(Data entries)
_ _ _

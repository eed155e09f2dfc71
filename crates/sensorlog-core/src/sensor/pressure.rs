//! Pressure sensor.

use super::{describe_history, Outcome, Sensor, SensorKind};
use crate::list::OrderedList;
use crate::observer::ListObserver;
use crate::SensorName;
use std::sync::Arc;
use tracing::{debug, info};

/// Pressure sensor storing readings as whole pascals.
///
/// Processing averages every stored reading and leaves them in place.
#[derive(Debug, Clone)]
pub struct PressureSensor {
    name: SensorName,
    history: OrderedList<i32>,
}

impl PressureSensor {
    /// Creates a new pressure sensor.
    pub fn new(name: impl Into<SensorName>) -> Self {
        Self::with_history(name, OrderedList::new())
    }

    /// Creates a new pressure sensor whose readings report to `observer`.
    pub fn with_observer(
        name: impl Into<SensorName>,
        observer: Arc<dyn ListObserver<i32>>,
    ) -> Self {
        Self::with_history(name, OrderedList::with_observer(observer))
    }

    fn with_history(name: impl Into<SensorName>, history: OrderedList<i32>) -> Self {
        let name = name.into();
        info!("Pressure sensor '{}' created", name);
        Self { name, history }
    }

    /// Returns the stored readings.
    pub fn history(&self) -> &OrderedList<i32> {
        &self.history
    }
}

impl Sensor for PressureSensor {
    fn name(&self) -> &SensorName {
        &self.name
    }

    fn kind(&self) -> SensorKind {
        SensorKind::Pressure
    }

    fn record(&mut self, value: f64) {
        // Truncates toward zero; out-of-range values saturate and NaN becomes 0
        let pascals = value as i32;
        debug!("[{}] Recording reading: {} Pa", self.name, pascals);
        self.history.append(pascals);
    }

    fn process(&mut self) -> Outcome {
        let Ok(average) = self.history.average() else {
            info!("Pressure sensor '{}' has no readings", self.name);
            return Outcome::NoReadings;
        };
        let readings = self.history.len();
        info!(
            "Pressure sensor '{}': average over {} reading(s): {} Pa",
            self.name, readings, average
        );
        Outcome::Averaged { readings, average }
    }

    fn describe(&self) -> String {
        describe_history(SensorKind::Pressure, &self.name, &self.history)
    }

    fn readings(&self) -> usize {
        self.history.len()
    }

    fn clone_box(&self) -> Box<dyn Sensor> {
        Box::new(self.clone())
    }
}

impl Drop for PressureSensor {
    fn drop(&mut self) {
        debug!("Releasing readings of pressure sensor '{}'", self.name);
    }
}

_ _ _

▸ **Instructions for the task**
Taking the entries above, print exactly the lines starting at the line with "pub fn new(name: impl" and ending at the line with "fn drop(&mut self)", both included.

▸ **Written reply**
    pub fn new(name: impl Into<SensorName>) -> Self {
        Self::with_history(name, OrderedList::new())
    }

    /// Creates a new pressure sensor whose readings report to `observer`.
    pub fn with_observer(
        name: impl Into<SensorName>,
        observer: Arc<dyn ListObserver<i32>>,
    ) -> Self {
        Self::with_history(name, OrderedList::with_observer(observer))
    }

    fn with_history(name: impl Into<SensorName>, history: OrderedList<i32>) -> Self {
        let name = name.into();
        info!("Pressure sensor '{}' created", name);
        Self { name, history }
    }

    /// Returns the stored readings.
    pub fn history(&self) -> &OrderedList<i32> {
        &self.history
    }
}

impl Sensor for PressureSensor {
    fn name(&self) -> &SensorName {
        &self.name
    }

    fn kind(&self) -> SensorKind {
        SensorKind::Pressure
    }

    fn record(&mut self, value: f64) {
        // Truncates toward zero; out-of-range values saturate and NaN becomes 0
        let pascals = value as i32;
        debug!("[{}] Recording reading: {} Pa", self.name, pascals);
        self.history.append(pascals);
    }

    fn process(&mut self) -> Outcome {
        let Ok(average) = self.history.average() else {
            info!("Pressure sensor '{}' has no readings", self.name);
            return Outcome::NoReadings;
        };
        let readings = self.history.len();
        info!(
            "Pressure sensor '{}': average over {} reading(s): {} Pa",
            self.name, readings, average
        );
        Outcome::Averaged { readings, average }
    }

    fn describe(&self) -> String {
        describe_history(SensorKind::Pressure, &self.name, &self.history)
    }

    fn readings(&self) -> usize {
        self.history.len()
    }

    fn clone_box(&self) -> Box<dyn Sensor> {
        Box::new(self.clone())
    }
}

impl Drop for PressureSensor {
    fn drop(&mut self) {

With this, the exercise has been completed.